Notice écrite en 1855. Postérieurement la rue des Amandiers-Sainte-Geneviève, donnant presque en face de l'École polytechnique, a reçu le nom du géomètre Laplace, qui avait été président du Sénat sous le premier empire.

L'Auteur du Roman de la Rose :
P
hilippe le Bel chargea Jean de Meung, dit Clopinel parce qu'il boitait, de continuer le célèbre Roman de la Rose, commencé par Guillaume de Lorris. Ce poète, autre Tyrtée, parlait sans gêne des femmes et des prêtres ; ses licences ne l'empêchèrent pas d'être enterré vers l'année 1320 aux Jacobins. Il avait habité la montagne Sainte-Geneviève, près du Puits-Certain et de la cour d'Albret ; plus tard même on reconnaissait, au coin de la rue des Amandiers, la maison qu'avait dû occuper Jean de Meung dans celle d'un pâtissier, à l'enseigne de la Talmouse. Or l'auteur du Roman de la Rose n'avait connu que sous le nom de rue de l'Allemandier celle qui s'appela encore des Allemandiers avant de prendre, à la fin du XIVe siècle, la dénomination de la présente monographie. Les évêques de Nevers y avaient alors leur hôtel, à l'angle du cimetière de Saint-Étienne-du-Mont.

Le Collège des Grassins :
Le collège des Grassins y était fondé en 1569 par Pierre Grassin, sieur d'Ablon, conseiller au parlement, lequel par testament consacrait à cette œuvre 30,000 livres d'abord, puis 60,000 autres pour le cas ou son fils unique viendrait à mourir sans enfants.
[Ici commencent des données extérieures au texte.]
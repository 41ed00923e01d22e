//! Host storage seen by the resolver.

use std::fs;
use std::io;
use std::path::Path;

#[cfg(any(test, feature = "mockall"))]
use mockall::automock;

/// Read-only queries the resolver needs from the storage behind a layer.
///
/// Implementations report a genuine absence as `Ok(false)` / `Ok(None)` and
/// reserve `Err` for failures reaching the storage itself.
#[cfg_attr(any(test, feature = "mockall"), automock)]
pub trait Backing: Send + Sync {
    /// Whether an entry (file or directory) exists at `path`.
    fn exists(&self, path: &Path) -> io::Result<bool>;

    /// Entry names of the directory at `path`, or `None` if there is no
    /// directory there.
    fn read_dir(&self, path: &Path) -> io::Result<Option<Vec<String>>>;
}

/// Backing on the host filesystem.
#[derive(Debug, Clone, Copy, Default)]
pub struct HostFs;

impl Backing for HostFs {
    fn exists(&self, path: &Path) -> io::Result<bool> {
        match fs::metadata(path) {
            Ok(_) => Ok(true),
            Err(e) if matches!(e.kind(), io::ErrorKind::NotFound | io::ErrorKind::NotADirectory) => {
                Ok(false)
            }
            Err(e) => Err(e),
        }
    }

    fn read_dir(&self, path: &Path) -> io::Result<Option<Vec<String>>> {
        match fs::metadata(path) {
            Ok(meta) if meta.is_dir() => {}
            Ok(_) => return Ok(None),
            Err(e) if matches!(e.kind(), io::ErrorKind::NotFound | io::ErrorKind::NotADirectory) => {
                return Ok(None);
            }
            Err(e) => return Err(e),
        }

        let mut names = Vec::new();
        for entry in fs::read_dir(path)? {
            match entry?.file_name().into_string() {
                Ok(name) => names.push(name),
                Err(raw) => {
                    tracing::warn!(dir = %path.display(), name = ?raw, "Skipping non-UTF-8 entry");
                }
            }
        }
        Ok(Some(names))
    }
}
Ce fils cessa de vivre assez jeune et sans postérité, non sans avoir montré sa soumission aux volontés suprêmes de son père. Mais Thiéry Grassin, avocat, frère du conseiller au parlement, et ennemi des substitutions héréditaires, éleva des prétentions contraires. Il fallut un arrêt du parlement, chargeant le prévôt des marchands et les échevins de procédée à l'achat d'un terrain, avec la qualité d'exécuteurs testamentaires commis, pour que Thiéry, de guerre lasse, vînt à résipiscence, et une fois son parti pris il s'exécuta de bonne grâce. Lui-même choisit pour emplacement une portion de l'ancien hôtel d'Albret, dit de Blois, en la censive, justice, police, voirie, terre et seigneurie de Sainte-Geneviève, où il ouvrit le collège des Grassins. Qui plus est, il y mit du sien en léguant quelque rente et sa bibliothèque au principal et aux boursiers. Ses livres furent gardés avec une pieuse prédilection dans la chapelle tant que le collège subsista : c'étaient des éditions médiocres des Pères de l'Église et de quelques auteurs mystiques.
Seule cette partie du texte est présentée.